A exposição apresenta trabalhos elaborados por estudantes do quinto ao nono ano de escolas estaduais de Cuiabá, que participaram de atividades focadas na reflexão sobre a violência doméstica e familiar contra as mulheres. O evento tem como objetivo refletir sobre o papel da educação na luta contra a violência doméstica.

A deputada Janaina Riva (MDB) destaca que a iniciativa é de fundamental importância, em especial por se tratar de tema sensível e trágico dentro das famílias mato-grossenses.

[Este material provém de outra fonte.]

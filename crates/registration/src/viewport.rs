//! Keyboard avoidance.
//!
//! The form lives in a scrollable region that does not cover the whole
//! viewport, so only the part of the keyboard overlapping the region needs
//! an inset, plus a small gap below the focused field.

use serde::{Deserialize, Serialize};

/// Space kept between the keyboard and the focused field.
pub const DEFAULT_KEYBOARD_GAP: f64 = 40.0;

/// Geometry reported when the keyboard frame changes.
#[derive(Debug, Clone, Copy, PartialEq, Serialize, Deserialize)]
pub struct KeyboardFrame {
    pub keyboard_height: f64,
    pub viewport_height: f64,
    pub scrollable_height: f64,
}

/// Frame of a field inside the scrollable region.
#[derive(Debug, Clone, Copy, Default, PartialEq, Serialize, Deserialize)]
pub struct FieldFrame {
    pub x: f64,
    pub y: f64,
    pub width: f64,
    pub height: f64,
}

/// Bottom inset to apply and the rect to scroll into view, if any.
#[derive(Debug, Clone, Copy, Default, PartialEq, Serialize, Deserialize)]
pub struct InsetPlan {
    pub bottom: f64,
    pub reveal: Option<FieldFrame>,
}

impl InsetPlan {
    /// Keyboard hidden: no inset, nothing to reveal.
    pub fn zero() -> Self {
        Self::default()
    }
}

/// Inset for a visible keyboard. Never negative.
pub fn content_inset(keyboard: KeyboardFrame, reveal: Option<FieldFrame>, gap: f64) -> InsetPlan {
    let outside_region = keyboard.viewport_height - keyboard.scrollable_height;
    let bottom = (keyboard.keyboard_height - outside_region + gap).max(0.0);
    InsetPlan { bottom, reveal }
}

#[cfg(test)]
mod tests {
    use super::*;

    fn frame(keyboard_height: f64) -> KeyboardFrame {
        KeyboardFrame {
            keyboard_height,
            viewport_height: 800.0,
            scrollable_height: 700.0,
        }
    }

    #[test]
    fn subtracts_area_outside_scroll_region() {
        let plan = content_inset(frame(300.0), None, DEFAULT_KEYBOARD_GAP);
        assert_eq!(plan.bottom, 240.0);
        assert_eq!(plan.reveal, None);
    }

    #[test]
    fn carries_focused_field_to_reveal() {
        let field = FieldFrame {
            x: 16.0,
            y: 420.0,
            width: 300.0,
            height: 44.0,
        };
        let plan = content_inset(frame(300.0), Some(field), 0.0);
        assert_eq!(plan.bottom, 200.0);
        assert_eq!(plan.reveal, Some(field));
    }

    #[test]
    fn small_keyboard_does_not_go_negative() {
        let plan = content_inset(frame(20.0), None, 0.0);
        assert_eq!(plan.bottom, 0.0);
    }

    #[test]
    fn zero_plan_is_empty() {
        assert_eq!(
            InsetPlan::zero(),
            InsetPlan {
                bottom: 0.0,
                reveal: None
            }
        );
    }
}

“É uma ação muito importante, eu gostaria até de convidar as escolas particulares, públicas, as mães e os pais, que tragam seus filhos para conhecerem esse projeto “Desenhos que Falam”, para que aqui também eles entendam o que passa uma criança que tem, dentro de casa, uma mãe que é vítima de violência. Geralmente, quando você tem uma mãe vítima de violência, essa criança também é vítima de violência”.

Para a parlamentar, o evento demonstra que uma das saídas é a educação, e o caminho é trabalhar os temas dentro das escolas, como forma de evitar, ou romper um ciclo de violência que já pode estar acontecendo dentro de casa.

“Essas crianças levam para dentro das suas casas essa visão de que a violência não pode ser tratada como algo comum. Então é um projeto muito reflexivo, pedagógico e nós podemos levar essa mensagem para outras crianças que não receberam a visita do projeto, através dessa exposição”, lembra a deputada.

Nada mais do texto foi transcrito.